## TASK OBJECTIVE
Across the records that follow, how many lines contain the string "CreateChatMessage"? Answer with the number only.

[Opening RECORDS section]

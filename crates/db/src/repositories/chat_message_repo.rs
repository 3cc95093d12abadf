//! Repository for the `chat_messages` table.

use sqlx::PgPool;

use crate::models::chat_message::{ChatMessage, CreateChatMessage};

const COLUMNS: &str = "id, project_id, report_id, role, content, created_at";

/// Provides append and listing for project chat history.
pub struct ChatMessageRepo;

impl ChatMessageRepo {
    /// Append a message, returning the created row.
    pub async fn create(
        pool: &PgPool,
        input: &CreateChatMessage<'_>,
    ) -> Result<ChatMessage, sqlx::Error> {
        let query = format!(
            "INSERT INTO chat_messages (project_id, report_id, role, content)
             VALUES ($1, $2, $3, $4)
             RETURNING {COLUMNS}"
        );
        sqlx::query_as::<_, ChatMessage>(&query)
            .bind(input.project_id)
            .bind(input.report_id)
            .bind(input.role)
            .bind(input.content)
            .fetch_one(pool)
            .await
    }

    /// All messages of a project, oldest first.
    pub async fn list_for_project(
        pool: &PgPool,
        project_id: &str,
    ) -> Result<Vec<ChatMessage>, sqlx::Error> {
        let query = format!(
            "SELECT {COLUMNS} FROM chat_messages WHERE project_id = $1 ORDER BY created_at, id"
        );
        sqlx::query_as::<_, ChatMessage>(&query)
            .bind(project_id)
            .fetch_all(pool)
            .await
    }
}
//! Route definitions for the `/hardware` resource.

use axum::routing::{get, post};
use axum::Router;

use crate::handlers::hardware;
use crate::state::AppState;

/// Routes mounted at `/hardware`.
///
/// ```text
/// POST   /generate-3d         -> generate_components
/// POST   /generate-assembly   -> generate_assembly
/// POST   /generate-firmware   -> generate_firmware
/// POST   /chat                -> chat
/// GET    /reports             -> get_reports
/// ```
pub fn router() -> Router<AppState> {
    Router::new()
        .route("/generate-3d", post(hardware::generate_components))
        .route("/generate-assembly", post(hardware::generate_assembly))
        .route("/generate-firmware", post(hardware::generate_firmware))
        .route("/chat", post(hardware::chat))
        .route("/reports", get(hardware::get_reports))
}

[Closing RECORDS section]

## TASK RESPONSE
2